Besides if they never understood that different tones of voice from the same person usually means business, how would they make it in the school or anywhere else?
MamaJAM replied:
I've been dealing with a lot -- A LOT -- of stress lately.....sadly, my kids and DH are the ones that feel the brunt of my stress. I'm way too short with all of them so often lately.
It's so hard sometimes.
kimberley replied: you are human. i find when i am overwhelmed, overtired and everyone is making a mess or wants something at the same time... my patience evaporates. especially if DH is home and not helping. i have caught myself sounding off on the kids but the truth is, i am really annoyed with DH.. not them and shouldn't take it out on them. i am working hard to correct this. and when i am overwhelmed, a well deserved time out for ME is in order. even if its stepping outside to breath for 30 seconds or washing my face in a locked bathroom.. it helps me to take it down a notch and realize my babies will only be babies for a few years, so the cleaning etc can wait. they can't. hope you feel better soon. we are here to listen.

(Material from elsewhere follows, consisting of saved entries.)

//! Flip boolean literals and `true`/`false` constant fetches.

use crate::ast::{Literal, Node, NodeId, NodeKind, SourceUnit};
use crate::mutation::operator::{MutationOperator, OperatorError};
use crate::mutation::{Mutation, Replacement};

/// Truth value of a boolean literal or a `true`/`false` constant fetch.
pub(crate) fn bool_value(kind: &NodeKind) -> Option<bool> {
    match kind {
        NodeKind::Literal {
            value: Literal::Bool(value),
        } => Some(*value),
        NodeKind::Const { name } => {
            let name = name.trim_start_matches('\\');
            if name.eq_ignore_ascii_case("true") {
                Some(true)
            } else if name.eq_ignore_ascii_case("false") {
                Some(false)
            } else {
                None
            }
        }
        _ => None,
    }
}

pub(crate) fn bool_literal(value: bool) -> Replacement {
    let mut replacement = Replacement::empty();
    let node = replacement.push(Node::fresh(NodeKind::Literal {
        value: Literal::Bool(value),
    }));
    replacement.with_root(node)
}

/// `true` <-> `false`.
#[derive(Debug, Clone, Default)]
pub struct BooleanFlip;

impl BooleanFlip {
    pub const ID: &'static str = "boolean_flip";
}

impl MutationOperator for BooleanFlip {
    fn id(&self) -> &'static str {
        Self::ID
    }

    fn handles(&self, unit: &SourceUnit, node: NodeId) -> bool {
        bool_value(unit.tree.kind(node)).is_some()
    }

    fn expand(&self, unit: &SourceUnit, node: NodeId) -> Result<Vec<Mutation>, OperatorError> {
        let Some(value) = bool_value(unit.tree.kind(node)) else {
            return Ok(Vec::new());
        };
        Ok(vec![Mutation::new(
            Self::ID,
            unit,
            node,
            bool_literal(!value),
            format!("{} -> {}", value, !value),
        )])
    }
}

#[cfg(test)]
mod tests {
    use super::*;
    use crate::ast::builder::TreeBuilder;
    use crate::mutation::operators::test_support::mutate_all;

    #[test]
    fn test_flip_literals_and_constants() {
        let mut b = TreeBuilder::new();
        let t = b.boolean(true);
        let f = b.constant("FALSE");
        let call = b.call("check", vec![t, f]);
        let stmt = b.expr_stmt(call);
        let root = b.unit(vec![stmt]);
        let unit = b.finish("a.php", root).unwrap();

        assert_eq!(
            mutate_all(&BooleanFlip, &unit),
            vec![
                "check(false, FALSE);\n".to_string(),
                "check(true, true);\n".to_string(),
            ]
        );
    }

    #[test]
    fn test_other_constants_are_ignored() {
        let mut b = TreeBuilder::new();
        let c = b.constant("PHP_EOL");
        let stmt = b.expr_stmt(c);
        let root = b.unit(vec![stmt]);
        let unit = b.finish("a.php", root).unwrap();

        assert!(mutate_all(&BooleanFlip, &unit).is_empty());
    }

    #[test]
    fn test_bool_value() {
        assert_eq!(bool_value(&NodeKind::Const { name: "\\True".to_string() }), Some(true));
        assert_eq!(bool_value(&NodeKind::Literal { value: Literal::Int(1) }), None);
    }
}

jacobsmama replied: Thanks everyone for the encouragement It is nice to know Im probably not the only raving mother on the block...thanks again!
fashionmumofboys replied: I to find myself sometimes yelling at the boys and then feeling so guilty when you see their cute little faces or they say something so sweet. You are not alone. I guess somehow somewhere we are all in the same kind of boat with this issue.
Hang in there.
BAC'sMom replied: I admit I am gulity too. But I am working on it.

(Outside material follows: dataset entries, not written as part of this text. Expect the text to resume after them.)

//! Runs the configured test command as a child process.

use super::{RunStatus, RunnerError, TestInvocation, TestRunReport, TestRunner};
use crate::config::RunnerConfig;
use crate::coverage::TestId;
use async_trait::async_trait;
use std::collections::BTreeMap;
use std::process::Stdio;
use std::time::{Duration, Instant};
use tokio::io::{AsyncRead, AsyncReadExt};
use tokio::process::Command;
use tracing::{debug, warn};

/// How long to wait for output pipes to drain after the child is gone.
const PIPE_DRAIN_TIMEOUT: Duration = Duration::from_secs(2);

#[derive(Debug, Clone)]
pub struct CommandRunner {
    program: String,
    args: Vec<String>,
    env: BTreeMap<String, String>,
    compile_error_markers: Vec<String>,
    max_output_bytes: usize,
}

impl CommandRunner {
    pub fn new(program: &str, args: Vec<String>) -> Self {
        Self {
            program: program.to_string(),
            args,
            env: BTreeMap::new(),
            compile_error_markers: Vec::new(),
            max_output_bytes: 10_000,
        }
    }

    pub fn from_config(config: &RunnerConfig) -> Self {
        Self {
            program: config.program.clone(),
            args: config.args.clone(),
            env: config.env.clone(),
            compile_error_markers: config.compile_error_markers.clone(),
            max_output_bytes: config.max_output_bytes,
        }
    }

    /// Expand `{tests}` and `{filter}`, or append the tests when neither
    /// placeholder is present.
    pub fn build_args(&self, tests: &[TestId]) -> Vec<String> {
        let mut args = Vec::with_capacity(self.args.len() + tests.len());
        let mut substituted = false;

        for arg in &self.args {
            match arg.as_str() {
                "{tests}" => {
                    args.extend(tests.iter().map(|t| t.to_string()));
                    substituted = true;
                }
                _ if arg.contains("{filter}") => {
                    let filter = tests
                        .iter()
                        .map(TestId::as_str)
                        .collect::<Vec<_>>()
                        .join("|");
                    args.push(arg.replace("{filter}", &filter));
                    substituted = true;
                }
                _ => args.push(arg.clone()),
            }
        }

        if !substituted {
            args.extend(tests.iter().map(|t| t.to_string()));
        }
        args
    }

    fn status(&self, success: bool, failed: &[TestId], output: &str) -> RunStatus {
        if success && failed.is_empty() {
            RunStatus::Passed
        } else if failed.is_empty()
            && self
                .compile_error_markers
                .iter()
                .any(|marker| output.contains(marker.as_str()))
        {
            RunStatus::CompileError
        } else {
            RunStatus::Failed
        }
    }
}

#[async_trait]
impl TestRunner for CommandRunner {
    async fn run(&self, invocation: &TestInvocation) -> Result<TestRunReport, RunnerError> {
        let start = Instant::now();
        let args = self.build_args(&invocation.tests);
        debug!(program = %self.program, ?args, workdir = ?invocation.workdir, "Running tests");

        let mut command = Command::new(&self.program);
        command
            .args(&args)
            .envs(&self.env)
            .current_dir(&invocation.workdir)
            .stdin(Stdio::null())
            .stdout(Stdio::piped())
            .stderr(Stdio::piped())
            .kill_on_drop(true);
        // Own process group, so everything the test command starts can be
        // killed together.
        #[cfg(unix)]
        command.process_group(0);

        let mut child = command.spawn().map_err(|source| RunnerError::Spawn {
            program: self.program.clone(),
            source,
        })?;
        let pid = child.id();

        let stdout = child.stdout.take().map(|pipe| tokio::spawn(read_pipe(pipe)));
        let stderr = child.stderr.take().map(|pipe| tokio::spawn(read_pipe(pipe)));

        let exit = match tokio::time::timeout(invocation.deadline, child.wait()).await {
            Ok(status) => {
                // Stragglers left by the command would hold the pipes open.
                kill_process_group(pid);
                Some(status.map_err(RunnerError::Wait)?)
            }
            Err(_) => {
                warn!(?pid, deadline = ?invocation.deadline, "Test run exceeded deadline, killing");
                kill_process_group(pid);
                // kill() also reaps the child.
                if let Err(e) = child.kill().await {
                    warn!(?pid, "Failed to kill test process: {}", e);
                }
                None
            }
        };

        let (stdout, stderr) = tokio::join!(collect_pipe(stdout), collect_pipe(stderr));
        let mut output = stdout;
        output.push_str(&stderr);
        let duration = start.elapsed();

        let (passed, failed) = parse_test_results(&output);
        let status = match exit {
            None => RunStatus::TimedOut,
            Some(exit) => self.status(exit.success(), &failed, &output),
        };

        Ok(TestRunReport {
            status,
            passed,
            failed,
            output: truncate_output(&output, self.max_output_bytes),
            duration,
            pid,
        })
    }
}

/// SIGKILL every process in the group led by `pid`. A group that is already
/// gone is not an error.
#[cfg(unix)]
fn kill_process_group(pid: Option<u32>) {
    use nix::sys::signal::{killpg, Signal};
    use nix::unistd::Pid;

    let Some(pid) = pid.and_then(|pid| i32::try_from(pid).ok()) else {
        return;
    };
    match killpg(Pid::from_raw(pid), Signal::SIGKILL) {
        Ok(()) | Err(nix::errno::Errno::ESRCH) => {}
        Err(e) => warn!(pid, "Failed to kill test process group: {}", e),
    }
}

#[cfg(not(unix))]
fn kill_process_group(_pid: Option<u32>) {}

async fn read_pipe(mut pipe: impl AsyncRead + Unpin) -> Vec<u8> {
    let mut buf = Vec::new();
    // A read error only loses output, never the result.
    let _ = pipe.read_to_end(&mut buf).await;
    buf
}

async fn collect_pipe(handle: Option<tokio::task::JoinHandle<Vec<u8>>>) -> String {
    let Some(mut handle) = handle else {
        return String::new();
    };
    match tokio::time::timeout(PIPE_DRAIN_TIMEOUT, &mut handle).await {
        Ok(Ok(bytes)) => String::from_utf8_lossy(&bytes).into_owned(),
        Ok(Err(_)) => String::new(),
        Err(_) => {
            // Something outlived the child and holds the pipe open.
            handle.abort();
            String::new()
        }
    }
}

/// Per-test results from libtest-style lines: `test NAME ... ok|FAILED`.
pub fn parse_test_results(output: &str) -> (Vec<TestId>, Vec<TestId>) {
    let mut passed = Vec::new();
    let mut failed = Vec::new();

    for line in output.lines() {
        let line = line.trim();
        let Some(rest) = line.strip_prefix("test ") else {
            continue;
        };
        let Some((name, result)) = rest.split_once(" ... ") else {
            continue;
        };
        let name = TestId(name.trim().to_string());
        match result.trim() {
            "ok" => passed.push(name),
            "FAILED" => failed.push(name),
            _ => {}
        }
    }
    (passed, failed)
}

/// Keep at most `max_bytes` of output, cut on a character boundary.
fn truncate_output(output: &str, max_bytes: usize) -> String {
    if output.len() <= max_bytes {
        return output.to_string();
    }
    let mut end = max_bytes;
    while !output.is_char_boundary(end) {
        end -= 1;
    }
    format!("{}...(truncated)", &output[..end])
}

MyLuvBugs replied: Yeah. I feel like that alot. But when you say "Please do not do that" or "Please stop" it doesn't seem to affect them in anyway, right. So, yelling just happens to get their attention and get them to stop, but then you feel bad b/c of having to resort to yelling....UGH. It's a viscious cycle. But what helps me...Kids test you to see your limits and if you don't show them that you are boss and there are limits to things, then they will walk all over you. I guess that's just part of being the parent. Gotta be tough. But it doesn't mean that we love them any less.
You're definately NOT a bad mommy. I think you're doing a great job.